Der VS-Gemeinderat hat die Sozialquote für private Investoren, die neue Wohnungen bauen, abgelehnt. Damit ist ein Element der städtischen Wohnraumstrategie, bis 2020 rund 1000 neue Wohnungen allein im sozialen Wohnungsbau zu schaffen, weggebrochen. Doch wie geht es nun weiter? Es wird ja derzeit viel neu gebaut, doch das kommt nur zum Teil denjenigen zugute, die nicht über viel Geld verfügen. "Die Stadt muss Verantwortung übernehmen, der Markt richtet es nicht", forderte beispielsweise Anita Neidhardt-März, Liga-Vorsitzende und Geschäftsführerin des Diakonischen Werks. Die Liga ist ein Zusammenschluss unterschiedlicher Beratungsstellen.
Die Situation werde sich weiter verschärfen, sie sei derzeit schon nicht gut, meinte sie. Es gebe, auch in der Doppelstadt eine verdeckte Wohnungsnot, die sich dadurch äußere, dass zum Beispiel eine mehrköpfige Familie in einer Zwei-Zimmer-Wohnung hause und der Vater im Sommer auf dem Balkon übernachte oder dass gerade Jugendliche ohne Bleibe wechselweise bei Bekannten schliefen. Nach einer früheren Erhebung des Diakonischen Werks fehlen kreisweit pro Jahr 400 Wohnungen, die meisten schon in Villingen-Schwenningen. Der Druck sei gestiegen, berichtete auch Reinhold Hummel, ebenfalls vom Diakonischen Werk. Von der Wohnungsbaugesellschaft kenne er die Zahl, dass bei einem Angebot von 40 Sozialwohnungen sich 600 Leute bewerben.

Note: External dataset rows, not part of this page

impl App {
    pub fn new(controller: AppController) -> Self {
        let days = DaySelector::new(controller.meal_plan().map_or(0, <[_]>::len));
        Self {
            controller,
            tab: Tab::Dashboard,
            onboarding: OnboardingForm::new(),
            onboard_focus: 0,
            days,
            progress_field: ProgressField::Weight,
            tips: TipsFeed::Idle,
            confirm_logout: false,
            busy: None,
            tick_rate: Duration::from_millis(250),
            should_quit: false,
            status_message: None,
        }
    }

    pub fn onboard_fields(&self) -> &'static [OnboardField] {
        OnboardField::for_step(self.onboarding.step())
    }

    pub fn focused_onboard_field(&self) -> OnboardField {
        let fields = self.onboard_fields();
        fields[self.onboard_focus.min(fields.len() - 1)]
    }

    // -- Keys --

    /// One pass of the event loop: apply a finished tips fetch, then the
    /// event read this pass, if any.
    pub async fn handle_event(&mut self, event: Option<Event>) -> Action {
        self.poll_tips().await;
        match event {
            Some(Event::Key(key)) if key.kind == KeyEventKind::Press => {
                // Clear status message on any keypress.
                if !self.confirm_logout {
                    self.status_message = None;
                }
                self.handle_key(key)
            }
            _ => Action::None,
        }
    }

    /// Apply a key press. Anything that needs the generation service is
    /// returned as an [`Action`] for the event loop to await.
    pub fn handle_key(&mut self, key: KeyEvent) -> Action {
        if key.code == KeyCode::Char('c') && key.modifiers.contains(KeyModifiers::CONTROL) {
            self.quit();
            return Action::None;
        }

        if self.confirm_logout {
            self.confirm_logout = false;
            if key.code == KeyCode::Char('y') {
                self.logout();
            } else {
                self.status_message = Some("Logout cancelled".to_string());
            }
            return Action::None;
        }

        match self.controller.state() {
            AppState::Onboarding => self.onboarding_key(key),
            AppState::Loading => match key.code {
                KeyCode::Char('q') => {
                    self.quit();
                    Action::None
                }
                KeyCode::Char('g') | KeyCode::Char('r') => Action::Generate,
                _ => Action::None,
            },
            AppState::Failed { .. } => match key.code {
                KeyCode::Char('r') => Action::Retry,
                KeyCode::Char('L') => {
                    self.ask_logout();
                    Action::None
                }
                KeyCode::Char('q') | KeyCode::Esc => {
                    self.quit();
                    Action::None
                }
                _ => Action::None,
            },
            AppState::Ready => self.ready_key(key),
        }
    }

    fn onboarding_key(&mut self, key: KeyEvent) -> Action {
        let field = self.focused_onboard_field();
        let count = self.onboard_fields().len();
        match key.code {
            KeyCode::Up => self.onboard_focus = self.onboard_focus.saturating_sub(1),
            KeyCode::Down | KeyCode::Tab => {
                self.onboard_focus = (self.onboard_focus + 1).min(count - 1);
            }
            KeyCode::Left => self.adjust_onboard_field(field, false),
            KeyCode::Right => self.adjust_onboard_field(field, true),
            KeyCode::Backspace if field.is_text() => {
                self.onboard_text_mut(field).pop();
            }
            KeyCode::Char(c) if field.is_text() => self.onboard_text_mut(field).push(c),
            KeyCode::Enter => return self.onboarding_enter(),
            KeyCode::Esc => {
                if self.onboarding.step() == 1 {
                    self.quit();
                } else {
                    self.onboarding.prev_step();
                    self.onboard_focus = 0;
                }
            }
            _ => {}
        }
        Action::None
    }

    fn onboarding_enter(&mut self) -> Action {
        if self.onboarding.is_last_step() {
            return match self.onboarding.finish() {
                Ok(profile) => Action::CompleteOnboarding(profile),
                Err(e) => {
                    self.status_message = Some(e.to_string());
                    Action::None
                }
            };
        }
        match self.onboarding.next_step() {
            Ok(()) => self.onboard_focus = 0,
            Err(e) => self.status_message = Some(e.to_string()),
        }
        Action::None
    }

    fn onboard_text_mut(&mut self, field: OnboardField) -> &mut String {
        match field {
            OnboardField::Preferences => &mut self.onboarding.preferences,
            OnboardField::Allergies => &mut self.onboarding.allergies,
            _ => &mut self.onboarding.name,
        }
    }

    fn adjust_onboard_field(&mut self, field: OnboardField, up: bool) {
        let form = &mut self.onboarding;
        let step = if up { 1.0 } else { -1.0 };
        match field {
            OnboardField::Age => {
                let age = if up {
                    form.age().saturating_add(1)
                } else {
                    form.age().saturating_sub(1)
                };
                form.set_age(age);
            }
            OnboardField::Height => form.set_height(form.height() + step),
            OnboardField::Weight => form.set_weight(form.weight() + step),
            OnboardField::Gender => form.gender = cycle(&Gender::ALL, form.gender, up),
            OnboardField::Goal => form.goal = cycle(&Goal::ALL, form.goal, up),
            OnboardField::Activity => {
                form.activity_level = cycle(&ActivityLevel::ALL, form.activity_level, up);
            }
            OnboardField::Name | OnboardField::Preferences | OnboardField::Allergies => {}
        }
    }

    fn ready_key(&mut self, key: KeyEvent) -> Action {
        match key.code {
            KeyCode::Tab => {
                self.select_tab(self.tab.next());
                return Action::None;
            }
            KeyCode::BackTab => {
                self.select_tab(self.tab.prev());
                return Action::None;
            }
            KeyCode::Char('q') | KeyCode::Esc => {
                self.quit();
                return Action::None;
            }
            _ => {}
        }

        match self.tab {
            Tab::Dashboard => {
                if key.code == KeyCode::Char('g') {
                    return Action::Generate;
                }
            }
            Tab::Meals => match key.code {
                KeyCode::Char('j') | KeyCode::Down | KeyCode::Right => self.days.next(),
                KeyCode::Char('k') | KeyCode::Up | KeyCode::Left => self.days.prev(),
                _ => {}
            },
            Tab::Progress => self.progress_key(key),
            Tab::Tips => {
                if key.code == KeyCode::Char('r') {
                    self.start_tips();
                }
            }
            Tab::Profile => {
                if key.code == KeyCode::Char('L') {
                    self.ask_logout();
                }
            }
        }
        Action::None
    }

    fn progress_key(&mut self, key: KeyEvent) {
        let idx = ProgressField::ALL
            .iter()
            .position(|f| *f == self.progress_field)
            .unwrap_or(0);
        let form = self.controller.progress_mut().form_mut();
        match (key.code, self.progress_field) {
            (KeyCode::Up, _) => self.progress_field = ProgressField::ALL[idx.saturating_sub(1)],
            (KeyCode::Down, _) => {
                self.progress_field = ProgressField::ALL[(idx + 1).min(ProgressField::ALL.len() - 1)];
            }
            (KeyCode::Char(c), ProgressField::Weight) => form.push_weight_char(c),
            (KeyCode::Backspace, ProgressField::Weight) => form.pop_weight_char(),
            (KeyCode::Left, ProgressField::Mood) => form.adjust_mood(-1),
            (KeyCode::Right, ProgressField::Mood) => form.adjust_mood(1),
            (KeyCode::Left, ProgressField::Adherence) => form.adjust_adherence(-5),
            (KeyCode::Right, ProgressField::Adherence) => form.adjust_adherence(5),
            (KeyCode::Enter, _) => self.submit_progress(),
            _ => {}
        }
    }

    fn submit_progress(&mut self) {
        match self.controller.progress_mut().submit() {
            Ok(Some(entry)) => {
                self.status_message = Some(format!(
                    "Logged {} kg for {}",
                    format_amount(entry.weight),
                    entry.date
                ));
            }
            Ok(None) => {}
            Err(e) => self.status_message = Some(format!("Failed to save check-in: {e}")),
        }
    }

    // -- Navigation --

    pub fn select_tab(&mut self, tab: Tab) {
        if tab == self.tab {
            return;
        }
        if self.tab == Tab::Tips {
            self.stop_tips();
        }
        self.tab = tab;
        if tab == Tab::Tips {
            self.start_tips();
        }
    }

    fn quit(&mut self) {
        self.stop_tips();
        self.should_quit = true;
    }

    fn ask_logout(&mut self) {
        self.confirm_logout = true;
        self.status_message = Some("Delete all data and start over? Press y to confirm".to_string());
    }

    fn logout(&mut self) {
        self.stop_tips();
        match self.controller.logout() {
            Ok(()) => {
                self.onboarding = OnboardingForm::new();
                self.onboard_focus = 0;
                self.tab = Tab::Dashboard;
                self.days = DaySelector::new(0);
                self.status_message = Some("All data cleared".to_string());
            }
            Err(e) => self.status_message = Some(format!("Logout failed: {e}")),
        }
    }

    // -- Tips --

    /// Spawn a tips fetch, cancelling any one already running.
    pub fn start_tips(&mut self) {
        self.stop_tips();
        let generator = self.controller.generator().clone();
        let cancel = CancellationToken::new();
        let token = cancel.clone();
        let handle = tokio::spawn(async move { generator.daily_tips(&token).await });
        self.tips = TipsFeed::Loading { handle, cancel };
    }

    /// Cancel an in-flight fetch and forget any loaded tips.
    pub fn stop_tips(&mut self) {
        if let TipsFeed::Loading { cancel, .. } = &self.tips {
            cancel.cancel();
        }
        self.tips = TipsFeed::Idle;
    }

    /// Apply a finished tips fetch. Called on every pass of the event loop.
    pub async fn poll_tips(&mut self) {
        let finished = matches!(&self.tips, TipsFeed::Loading { handle, .. } if handle.is_finished());
        if !finished {
            return;
        }
        let TipsFeed::Loading { handle, .. } = std::mem::replace(&mut self.tips, TipsFeed::Idle)
        else {
            return;
        };
        self.tips = match handle.await {
            Ok(Ok(tips)) => {
                tracing::debug!(count = tips.len(), "tips loaded");
                TipsFeed::Loaded(tips)
            }
            Ok(Err(e)) => {
                tracing::warn!(error = %e, "tips fetch failed");
                TipsFeed::Failed(e.to_string())
            }
            Err(e) => TipsFeed::Failed(format!("tips task failed: {e}")),
        };
    }

    // -- Actions --

    /// Run an awaited action against the controller.
    pub async fn perform(
        &mut self,
        action: Action,
        cancel: &CancellationToken,
    ) -> Result<(), ControllerError> {
        match action {
            Action::None => return Ok(()),
            Action::CompleteOnboarding(profile) => {
                self.controller.complete_onboarding(profile, cancel).await?;
            }
            Action::Generate => self.controller.generate(cancel).await?,
            Action::Retry => self.controller.retry(cancel).await?,
        }

        self.days.resize(self.controller.meal_plan().map_or(0, <[_]>::len));
        if self.controller.state() == AppState::Ready {
            self.tab = Tab::Dashboard;
            self.status_message = Some(match self.controller.last_error() {
                Some(e) => format!("Regeneration failed, keeping your current plan: {e}"),
                None => "Plan ready".to_string(),
            });
        }
        Ok(())
    }
}
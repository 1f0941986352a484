//! Herald command-line interface.

use std::{path::PathBuf, sync::Arc};

use chrono::Utc;
use clap::{Parser, Subcommand};
use herald::{Engine, EngineConfig};
use herald_common::{EmailAddress, Signal, logging};
use herald_compliance::ComplianceGate;
use herald_delivery::FileOutboxTransport;
use herald_state::{StateStore, SuppressionScope};
use tokio::sync::broadcast;
use tracing::{error, info};

#[derive(Debug, Parser)]
#[command(name = "herald", about = "Compliance-gated campaign delivery engine", version)]
struct Cli {
    /// Path to the engine configuration file.
    #[arg(long, global = true)]
    config: Option<PathBuf>,

    #[command(subcommand)]
    command: Command,
}

#[derive(Debug, Subcommand)]
enum Command {
    /// Discover and execute pending campaigns.
    Run {
        /// Write messages to the outbox directory instead of the configured
        /// transport.
        #[arg(long)]
        outbox: Option<PathBuf>,
    },

    /// Scan the campaign root and print the discovery report.
    Discover,

    /// Add an email to the suppression registry.
    Suppress {
        email: String,

        /// Limit the suppression to one campaign instead of all.
        #[arg(long)]
        campaign: Option<String>,

        #[arg(long, default_value = "operator")]
        reason: String,
    },

    /// Print current compliance statistics.
    Stats,
}

#[tokio::main]
async fn main() -> anyhow::Result<()> {
    logging::init();

    let cli = Cli::parse();
    let config = EngineConfig::load_or_default(cli.config.as_deref())?;

    match cli.command {
        Command::Run { outbox } => run(config, outbox).await,
        Command::Discover => discover(&config),
        Command::Suppress {
            email,
            campaign,
            reason,
        } => suppress(&config, &email, campaign, &reason),
        Command::Stats => stats(&config),
    }
}

async fn run(config: EngineConfig, outbox: Option<PathBuf>) -> anyhow::Result<()> {
    let outbox = outbox.unwrap_or_else(|| config.paths.outbox_dir.clone());
    let transport = Arc::new(FileOutboxTransport::new(outbox));

    let (shutdown, _) = broadcast::channel(1);
    let signaller = shutdown.clone();
    tokio::spawn(async move {
        if tokio::signal::ctrl_c().await.is_ok() {
            info!("Interrupt received, stopping after the current recipient");
            let _ = signaller.send(Signal::Shutdown);
        }
    });

    let engine = Engine::new(config, transport);
    let summary = engine.run(&shutdown).await?;

    println!("{}", serde_json::to_string_pretty(&summary)?);
    Ok(())
}

fn discover(config: &EngineConfig) -> anyhow::Result<()> {
    let discovery = herald_catalog::discover(&config.paths.campaigns_dir, Utc::now())?;

    for discovered in &discovery.queue {
        println!(
            "queued   {} ({:?})",
            discovered.campaign.id, discovered.campaign.mode
        );
    }
    for campaign in &discovery.failed {
        println!("failed   {}", campaign.id);
    }
    for (path, reason) in &discovery.report.failures {
        error!(path = %path.display(), %reason, "Discovery failure");
    }

    println!(
        "{} discovered, {} queued, {} failed",
        discovery.report.discovered,
        discovery.report.queued,
        discovery.report.failures.len()
    );
    Ok(())
}

fn suppress(
    config: &EngineConfig,
    email: &str,
    campaign: Option<String>,
    reason: &str,
) -> anyhow::Result<()> {
    let email = EmailAddress::parse(email)?;
    let scope = campaign.map_or(SuppressionScope::Global, SuppressionScope::Campaign);

    let mut store = StateStore::open(&config.paths.tracking_dir, Utc::now().date_naive())?;
    let gate = ComplianceGate::new(config.policy.clone());

    let added = gate.add_suppression(&mut store, email, scope, reason, "operator", Utc::now())?;
    println!("{}", if added { "added" } else { "already present" });
    Ok(())
}

fn stats(config: &EngineConfig) -> anyhow::Result<()> {
    let mut store = StateStore::open(&config.paths.tracking_dir, Utc::now().date_naive())?;
    let gate = ComplianceGate::new(config.policy.clone());

    let snapshot = gate.stats(&mut store, Utc::now().date_naive());
    println!("{}", serde_json::to_string_pretty(&snapshot)?);
    Ok(())
}
//! Herald: a compliance-gated campaign delivery engine.
//!
//! Ties the catalog, resolver, gate, executor, and state store into one
//! sequential run: discover campaigns, resolve each campaign's recipients,
//! gate and send, record outcomes, archive consumed sources.

pub mod config;
pub mod engine;

pub use config::{CatalogConfig, EngineConfig, PathsConfig};
pub use engine::{Engine, RunSummary};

Wohnungsbaugesellschaft erfüllt Sozialquote
"Wir erfüllen die Sozialquote jetzt schon", betonte der Geschäftsführer der Wohnungsbaugesellschaft (Wbg), Rainer Müldner, auf Anfrage, bei manchen Projekten wie Neckar-Fair zu 100 Prozent. Aber die städtische Wohnungsbaugesellschaft und die Baugenossenschaften könnten "es nicht allein richten". Er geht davon aus, dass es in der Stadtverwaltung auch weitergehende Überlegungen gebe, wie private Objekte für günstigen Wohnraum gefördert werden könnten. Das könne in Richtung billigere Baugrundstücke oder weniger Gebühren bei speziellen Bauprojekten gehen. Pläne, dass die Wbg nun in noch mehr günstige Wohnungen investiere, gebe es nicht. "Wir tun dies schon", sagte Müldner, ein noch größeres Engagement sei aus personellen Gründen gar nicht möglich.
Klassenkampf im Gemeinderat
Die von der Stadtverwaltung forcierte Strategie, die Sozialquote auch bei privaten Investoren einzuführen, war bereits im Vorfeld kritisiert worden. Die Befürchtung: Private Bauträger könnten die Doppelstadt künftig meiden. Allerdings hatte die Stadt schon im Rahmen einer freiwilligen Selbstverpflichtung den Investor, der das frühere Schwenninger Klinik-Gelände bebaut, davon überzeugt, eine bestimmte Zahl an günstigen Wohnungen anzubieten. Dies könne die Verwaltung weiterhin tun, betonte in der Gemeinderats-Diskussion CDU-Sprecherin Renate Breuning. Sie regte an, die Anforderungen für Wohnberechtigungsscheine, die auch junge Lehrer oder Anwälte bekämen, neu zu justieren.
Ein Hauch von Klassenkampf durchwehte die Debatte, als SPD-Sprecher Edgar Schurr die Liberalen als "Klientelpartei" angriff, die sich gegen die Sozialquote aussprach. Allerdings lehnten auch Vertreter von CDU und Freien Wählern die Quote ab. Beim Wohnbau auf städtischen Grundstücken ist sie nicht umstritten, hier gilt der Anteil von 30 Prozent ab zehn Wohneinheiten, die als sozialer Wohnungsbau angeboten werden müssen.